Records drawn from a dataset
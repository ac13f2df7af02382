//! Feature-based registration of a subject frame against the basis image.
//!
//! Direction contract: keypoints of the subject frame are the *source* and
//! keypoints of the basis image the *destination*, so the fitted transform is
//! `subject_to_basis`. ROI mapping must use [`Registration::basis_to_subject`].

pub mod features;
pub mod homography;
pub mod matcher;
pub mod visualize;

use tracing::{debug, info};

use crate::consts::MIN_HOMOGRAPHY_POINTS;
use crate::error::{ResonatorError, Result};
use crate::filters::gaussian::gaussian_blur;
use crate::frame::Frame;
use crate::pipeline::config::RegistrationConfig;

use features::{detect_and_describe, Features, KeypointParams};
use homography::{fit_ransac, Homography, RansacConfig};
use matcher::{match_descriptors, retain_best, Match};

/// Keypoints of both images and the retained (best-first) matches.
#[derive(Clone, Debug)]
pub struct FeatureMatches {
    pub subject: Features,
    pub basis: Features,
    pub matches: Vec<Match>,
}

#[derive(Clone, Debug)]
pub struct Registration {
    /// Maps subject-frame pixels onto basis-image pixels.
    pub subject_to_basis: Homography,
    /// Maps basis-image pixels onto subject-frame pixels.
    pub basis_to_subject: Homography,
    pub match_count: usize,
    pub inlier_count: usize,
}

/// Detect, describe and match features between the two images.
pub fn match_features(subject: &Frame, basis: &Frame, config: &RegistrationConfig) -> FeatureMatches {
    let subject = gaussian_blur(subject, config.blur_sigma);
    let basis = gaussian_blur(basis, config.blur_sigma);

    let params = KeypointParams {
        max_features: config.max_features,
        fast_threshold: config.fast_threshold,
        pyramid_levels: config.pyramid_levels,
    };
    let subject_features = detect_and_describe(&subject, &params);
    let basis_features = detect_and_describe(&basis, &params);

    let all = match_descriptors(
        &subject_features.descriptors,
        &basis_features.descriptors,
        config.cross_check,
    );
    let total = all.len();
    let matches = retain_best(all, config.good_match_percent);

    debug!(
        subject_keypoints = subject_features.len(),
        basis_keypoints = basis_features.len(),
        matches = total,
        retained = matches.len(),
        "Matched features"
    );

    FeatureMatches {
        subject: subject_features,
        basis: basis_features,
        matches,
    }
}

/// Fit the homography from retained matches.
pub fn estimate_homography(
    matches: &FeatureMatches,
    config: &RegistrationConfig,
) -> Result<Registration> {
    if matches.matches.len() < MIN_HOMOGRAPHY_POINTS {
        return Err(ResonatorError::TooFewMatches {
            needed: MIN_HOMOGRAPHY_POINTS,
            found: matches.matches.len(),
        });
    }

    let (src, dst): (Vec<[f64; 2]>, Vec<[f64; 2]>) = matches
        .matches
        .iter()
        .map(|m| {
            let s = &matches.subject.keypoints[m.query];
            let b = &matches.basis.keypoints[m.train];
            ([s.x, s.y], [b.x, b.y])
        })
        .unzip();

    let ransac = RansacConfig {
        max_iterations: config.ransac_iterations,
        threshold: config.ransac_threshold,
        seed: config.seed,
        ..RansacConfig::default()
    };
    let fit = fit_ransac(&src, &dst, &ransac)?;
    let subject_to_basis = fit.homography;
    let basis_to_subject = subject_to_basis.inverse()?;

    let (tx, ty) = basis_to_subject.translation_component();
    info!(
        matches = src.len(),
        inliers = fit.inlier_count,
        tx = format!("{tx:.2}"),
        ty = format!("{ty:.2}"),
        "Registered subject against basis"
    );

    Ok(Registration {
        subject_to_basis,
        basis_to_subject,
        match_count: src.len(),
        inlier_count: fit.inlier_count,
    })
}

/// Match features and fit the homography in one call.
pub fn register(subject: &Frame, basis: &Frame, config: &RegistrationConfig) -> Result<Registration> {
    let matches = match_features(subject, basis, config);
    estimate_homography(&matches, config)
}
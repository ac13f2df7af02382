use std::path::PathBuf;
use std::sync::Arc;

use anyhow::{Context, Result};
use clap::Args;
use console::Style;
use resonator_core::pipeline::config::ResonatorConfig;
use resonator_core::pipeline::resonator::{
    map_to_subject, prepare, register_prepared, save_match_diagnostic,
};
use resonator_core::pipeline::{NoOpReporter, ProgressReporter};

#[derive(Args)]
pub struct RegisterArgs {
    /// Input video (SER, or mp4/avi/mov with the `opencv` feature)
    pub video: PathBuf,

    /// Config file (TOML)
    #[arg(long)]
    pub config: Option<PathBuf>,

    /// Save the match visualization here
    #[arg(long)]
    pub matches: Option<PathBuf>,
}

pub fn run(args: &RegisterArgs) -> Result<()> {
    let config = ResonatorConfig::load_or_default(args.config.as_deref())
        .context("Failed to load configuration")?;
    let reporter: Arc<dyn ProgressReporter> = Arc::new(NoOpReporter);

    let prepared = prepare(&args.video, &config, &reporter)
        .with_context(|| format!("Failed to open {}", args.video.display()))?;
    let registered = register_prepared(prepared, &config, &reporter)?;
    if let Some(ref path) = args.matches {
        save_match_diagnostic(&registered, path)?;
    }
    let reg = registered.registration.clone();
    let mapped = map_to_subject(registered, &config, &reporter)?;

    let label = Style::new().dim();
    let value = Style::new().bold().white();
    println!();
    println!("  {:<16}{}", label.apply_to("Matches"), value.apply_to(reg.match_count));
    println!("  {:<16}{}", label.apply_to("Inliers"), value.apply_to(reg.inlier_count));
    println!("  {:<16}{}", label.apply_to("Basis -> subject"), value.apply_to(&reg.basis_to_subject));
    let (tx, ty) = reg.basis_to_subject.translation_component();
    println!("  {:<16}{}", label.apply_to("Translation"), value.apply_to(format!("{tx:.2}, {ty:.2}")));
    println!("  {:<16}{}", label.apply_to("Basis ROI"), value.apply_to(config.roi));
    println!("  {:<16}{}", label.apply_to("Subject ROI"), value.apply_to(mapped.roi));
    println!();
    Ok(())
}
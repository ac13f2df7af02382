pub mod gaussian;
...
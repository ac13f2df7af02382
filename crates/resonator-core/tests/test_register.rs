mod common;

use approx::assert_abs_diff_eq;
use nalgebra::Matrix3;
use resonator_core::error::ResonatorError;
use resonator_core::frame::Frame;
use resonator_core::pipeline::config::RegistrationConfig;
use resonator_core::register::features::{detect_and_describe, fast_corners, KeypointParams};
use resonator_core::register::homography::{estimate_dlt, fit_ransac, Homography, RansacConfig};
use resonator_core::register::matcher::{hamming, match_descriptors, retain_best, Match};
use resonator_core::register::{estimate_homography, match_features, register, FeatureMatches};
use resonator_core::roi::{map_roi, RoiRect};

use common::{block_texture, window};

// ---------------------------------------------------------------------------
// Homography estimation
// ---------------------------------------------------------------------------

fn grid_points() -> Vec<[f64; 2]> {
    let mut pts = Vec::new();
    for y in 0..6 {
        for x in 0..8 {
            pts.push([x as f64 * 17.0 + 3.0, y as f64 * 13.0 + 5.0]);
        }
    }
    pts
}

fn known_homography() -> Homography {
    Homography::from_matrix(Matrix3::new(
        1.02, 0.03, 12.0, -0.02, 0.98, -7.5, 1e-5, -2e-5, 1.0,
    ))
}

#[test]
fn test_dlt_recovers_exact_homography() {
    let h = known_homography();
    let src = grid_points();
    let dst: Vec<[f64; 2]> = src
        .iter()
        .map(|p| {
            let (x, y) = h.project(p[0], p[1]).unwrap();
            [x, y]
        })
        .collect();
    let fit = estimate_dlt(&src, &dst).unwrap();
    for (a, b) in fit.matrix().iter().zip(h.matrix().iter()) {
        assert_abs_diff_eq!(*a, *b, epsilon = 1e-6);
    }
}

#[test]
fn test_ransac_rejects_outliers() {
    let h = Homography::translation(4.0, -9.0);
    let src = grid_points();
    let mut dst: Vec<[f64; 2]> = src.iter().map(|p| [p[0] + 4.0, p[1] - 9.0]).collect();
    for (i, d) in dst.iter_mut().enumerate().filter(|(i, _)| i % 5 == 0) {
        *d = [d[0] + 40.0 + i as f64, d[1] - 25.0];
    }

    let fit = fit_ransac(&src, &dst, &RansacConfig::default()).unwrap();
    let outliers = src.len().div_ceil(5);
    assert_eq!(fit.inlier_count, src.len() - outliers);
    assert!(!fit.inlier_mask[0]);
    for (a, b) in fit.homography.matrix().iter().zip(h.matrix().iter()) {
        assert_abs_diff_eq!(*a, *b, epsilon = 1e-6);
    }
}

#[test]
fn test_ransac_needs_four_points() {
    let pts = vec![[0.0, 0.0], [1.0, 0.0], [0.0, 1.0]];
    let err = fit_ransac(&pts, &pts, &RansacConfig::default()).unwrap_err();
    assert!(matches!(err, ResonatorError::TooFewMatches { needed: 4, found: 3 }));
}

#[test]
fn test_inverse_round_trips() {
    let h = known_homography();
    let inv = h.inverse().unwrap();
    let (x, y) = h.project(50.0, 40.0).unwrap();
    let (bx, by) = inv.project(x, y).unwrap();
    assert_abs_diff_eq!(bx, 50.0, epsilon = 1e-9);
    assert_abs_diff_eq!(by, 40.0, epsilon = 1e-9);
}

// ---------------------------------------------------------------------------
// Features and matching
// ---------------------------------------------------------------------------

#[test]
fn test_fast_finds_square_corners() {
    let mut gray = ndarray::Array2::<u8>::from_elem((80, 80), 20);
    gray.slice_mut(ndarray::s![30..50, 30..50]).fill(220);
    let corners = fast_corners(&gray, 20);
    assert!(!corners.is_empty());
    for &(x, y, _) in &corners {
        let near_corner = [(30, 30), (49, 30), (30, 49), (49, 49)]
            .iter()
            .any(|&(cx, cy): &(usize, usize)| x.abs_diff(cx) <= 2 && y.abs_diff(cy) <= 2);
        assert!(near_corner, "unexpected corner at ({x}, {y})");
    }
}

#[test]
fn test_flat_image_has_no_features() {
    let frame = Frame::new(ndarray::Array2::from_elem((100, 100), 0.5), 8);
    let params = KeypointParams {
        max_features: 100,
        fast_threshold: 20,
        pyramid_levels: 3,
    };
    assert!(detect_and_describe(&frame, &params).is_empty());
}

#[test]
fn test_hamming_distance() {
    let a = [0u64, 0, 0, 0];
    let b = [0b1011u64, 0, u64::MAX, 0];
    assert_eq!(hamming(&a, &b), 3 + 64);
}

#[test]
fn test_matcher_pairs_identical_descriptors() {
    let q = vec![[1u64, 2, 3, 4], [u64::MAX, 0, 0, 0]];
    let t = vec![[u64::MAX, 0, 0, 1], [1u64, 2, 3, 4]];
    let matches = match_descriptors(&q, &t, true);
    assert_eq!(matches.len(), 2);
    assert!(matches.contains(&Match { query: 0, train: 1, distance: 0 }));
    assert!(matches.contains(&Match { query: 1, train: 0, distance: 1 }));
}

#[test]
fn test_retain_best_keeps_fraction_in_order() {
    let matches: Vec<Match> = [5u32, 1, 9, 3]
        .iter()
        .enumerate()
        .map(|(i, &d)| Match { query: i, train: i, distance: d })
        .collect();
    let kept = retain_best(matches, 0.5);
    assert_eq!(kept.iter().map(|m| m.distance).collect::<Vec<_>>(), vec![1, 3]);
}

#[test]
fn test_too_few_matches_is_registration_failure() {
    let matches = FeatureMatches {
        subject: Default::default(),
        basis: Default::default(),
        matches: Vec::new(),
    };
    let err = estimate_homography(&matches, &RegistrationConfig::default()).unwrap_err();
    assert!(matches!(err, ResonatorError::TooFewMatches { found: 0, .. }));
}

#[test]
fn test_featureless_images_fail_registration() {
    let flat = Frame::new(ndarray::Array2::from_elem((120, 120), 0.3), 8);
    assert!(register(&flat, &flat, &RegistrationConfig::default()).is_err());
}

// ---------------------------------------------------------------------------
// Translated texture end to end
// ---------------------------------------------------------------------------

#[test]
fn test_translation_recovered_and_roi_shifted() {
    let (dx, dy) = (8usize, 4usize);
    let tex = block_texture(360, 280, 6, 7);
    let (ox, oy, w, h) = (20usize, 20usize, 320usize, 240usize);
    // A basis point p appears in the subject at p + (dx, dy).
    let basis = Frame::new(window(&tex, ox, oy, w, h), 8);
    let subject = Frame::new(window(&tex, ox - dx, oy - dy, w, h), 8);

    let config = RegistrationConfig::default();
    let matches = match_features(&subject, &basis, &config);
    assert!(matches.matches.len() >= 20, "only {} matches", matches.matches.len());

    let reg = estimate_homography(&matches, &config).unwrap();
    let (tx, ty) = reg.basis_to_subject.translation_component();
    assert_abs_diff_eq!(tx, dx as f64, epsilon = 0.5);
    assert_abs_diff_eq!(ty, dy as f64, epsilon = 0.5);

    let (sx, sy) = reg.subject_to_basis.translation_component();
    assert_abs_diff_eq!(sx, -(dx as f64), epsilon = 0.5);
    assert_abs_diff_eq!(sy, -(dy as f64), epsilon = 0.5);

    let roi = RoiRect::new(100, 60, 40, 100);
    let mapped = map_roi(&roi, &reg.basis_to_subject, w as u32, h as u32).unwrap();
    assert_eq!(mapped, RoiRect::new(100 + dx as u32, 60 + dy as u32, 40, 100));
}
==
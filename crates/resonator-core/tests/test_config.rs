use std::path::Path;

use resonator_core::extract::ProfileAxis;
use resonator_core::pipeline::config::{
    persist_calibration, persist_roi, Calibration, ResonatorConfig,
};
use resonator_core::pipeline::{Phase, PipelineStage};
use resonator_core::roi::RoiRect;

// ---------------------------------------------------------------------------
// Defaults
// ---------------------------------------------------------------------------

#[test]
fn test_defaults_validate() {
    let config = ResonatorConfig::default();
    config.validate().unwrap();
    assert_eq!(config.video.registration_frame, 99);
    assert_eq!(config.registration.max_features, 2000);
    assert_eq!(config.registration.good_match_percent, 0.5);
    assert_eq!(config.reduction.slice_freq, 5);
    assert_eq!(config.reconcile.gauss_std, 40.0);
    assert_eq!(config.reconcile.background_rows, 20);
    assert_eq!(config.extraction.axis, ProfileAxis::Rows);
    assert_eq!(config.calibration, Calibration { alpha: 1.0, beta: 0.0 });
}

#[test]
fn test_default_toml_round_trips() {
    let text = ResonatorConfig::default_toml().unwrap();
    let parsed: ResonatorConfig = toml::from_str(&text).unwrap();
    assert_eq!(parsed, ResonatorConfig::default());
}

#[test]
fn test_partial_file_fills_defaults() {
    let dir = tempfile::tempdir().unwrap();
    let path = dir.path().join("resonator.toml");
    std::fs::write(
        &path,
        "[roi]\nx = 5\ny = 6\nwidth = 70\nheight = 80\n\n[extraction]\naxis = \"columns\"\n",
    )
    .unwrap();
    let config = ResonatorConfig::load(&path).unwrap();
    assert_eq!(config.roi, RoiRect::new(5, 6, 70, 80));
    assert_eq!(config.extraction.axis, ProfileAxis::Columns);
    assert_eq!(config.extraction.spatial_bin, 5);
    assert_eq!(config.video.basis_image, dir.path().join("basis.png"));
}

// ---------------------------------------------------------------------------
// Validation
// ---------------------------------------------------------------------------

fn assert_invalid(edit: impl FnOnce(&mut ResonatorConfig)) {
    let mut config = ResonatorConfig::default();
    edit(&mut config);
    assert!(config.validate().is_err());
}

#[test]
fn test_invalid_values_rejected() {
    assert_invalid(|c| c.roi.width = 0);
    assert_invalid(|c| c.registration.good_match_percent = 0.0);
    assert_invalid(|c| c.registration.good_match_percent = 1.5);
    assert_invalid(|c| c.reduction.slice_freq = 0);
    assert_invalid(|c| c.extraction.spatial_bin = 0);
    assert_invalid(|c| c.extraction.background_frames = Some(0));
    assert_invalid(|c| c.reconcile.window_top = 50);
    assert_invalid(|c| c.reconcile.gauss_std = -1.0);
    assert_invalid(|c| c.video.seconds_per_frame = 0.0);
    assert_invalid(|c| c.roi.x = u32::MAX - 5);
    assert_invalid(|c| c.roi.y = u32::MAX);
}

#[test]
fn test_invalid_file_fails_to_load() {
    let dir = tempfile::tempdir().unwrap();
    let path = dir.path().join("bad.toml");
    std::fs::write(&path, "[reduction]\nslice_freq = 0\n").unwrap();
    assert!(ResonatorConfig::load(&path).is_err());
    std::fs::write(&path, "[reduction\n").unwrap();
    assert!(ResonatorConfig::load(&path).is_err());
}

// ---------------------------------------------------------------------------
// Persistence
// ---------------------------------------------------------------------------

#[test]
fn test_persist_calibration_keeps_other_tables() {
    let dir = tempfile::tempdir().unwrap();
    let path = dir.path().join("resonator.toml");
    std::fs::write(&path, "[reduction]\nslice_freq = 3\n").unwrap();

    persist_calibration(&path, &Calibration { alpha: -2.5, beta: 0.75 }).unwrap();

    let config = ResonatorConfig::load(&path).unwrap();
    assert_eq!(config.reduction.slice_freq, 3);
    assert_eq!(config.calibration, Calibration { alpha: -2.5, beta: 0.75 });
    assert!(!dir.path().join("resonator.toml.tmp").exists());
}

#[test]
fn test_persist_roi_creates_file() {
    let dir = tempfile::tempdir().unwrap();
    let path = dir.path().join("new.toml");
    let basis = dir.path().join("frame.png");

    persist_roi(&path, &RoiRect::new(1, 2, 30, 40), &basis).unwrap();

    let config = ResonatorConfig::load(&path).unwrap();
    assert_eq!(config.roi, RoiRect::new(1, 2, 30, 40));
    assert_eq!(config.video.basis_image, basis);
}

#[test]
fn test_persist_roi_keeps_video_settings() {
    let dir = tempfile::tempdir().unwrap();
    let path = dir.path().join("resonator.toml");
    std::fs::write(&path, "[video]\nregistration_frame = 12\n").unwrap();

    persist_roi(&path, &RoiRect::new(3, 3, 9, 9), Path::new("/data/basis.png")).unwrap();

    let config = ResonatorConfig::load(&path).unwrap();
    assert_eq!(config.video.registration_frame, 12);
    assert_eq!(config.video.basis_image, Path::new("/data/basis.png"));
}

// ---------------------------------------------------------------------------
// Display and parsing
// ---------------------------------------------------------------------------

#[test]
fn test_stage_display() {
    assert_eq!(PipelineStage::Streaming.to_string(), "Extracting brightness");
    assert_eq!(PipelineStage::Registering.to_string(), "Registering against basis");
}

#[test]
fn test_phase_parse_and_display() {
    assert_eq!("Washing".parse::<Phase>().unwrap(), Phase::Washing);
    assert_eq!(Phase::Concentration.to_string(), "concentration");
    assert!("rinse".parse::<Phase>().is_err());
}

Work request - Starting at the line above that contains "pub struct FeatureMatches", repeat each line exactly up to and including the line that contains "the two images.", and stop there.

Answer below -
pub struct FeatureMatches {
    pub subject: Features,
    pub basis: Features,
    pub matches: Vec<Match>,
}

#[derive(Clone, Debug)]
pub struct Registration {
    /// Maps subject-frame pixels onto basis-image pixels.
    pub subject_to_basis: Homography,
    /// Maps basis-image pixels onto subject-frame pixels.
    pub basis_to_subject: Homography,
    pub match_count: usize,
    pub inlier_count: usize,
}

/// Detect, describe and match features between the two images.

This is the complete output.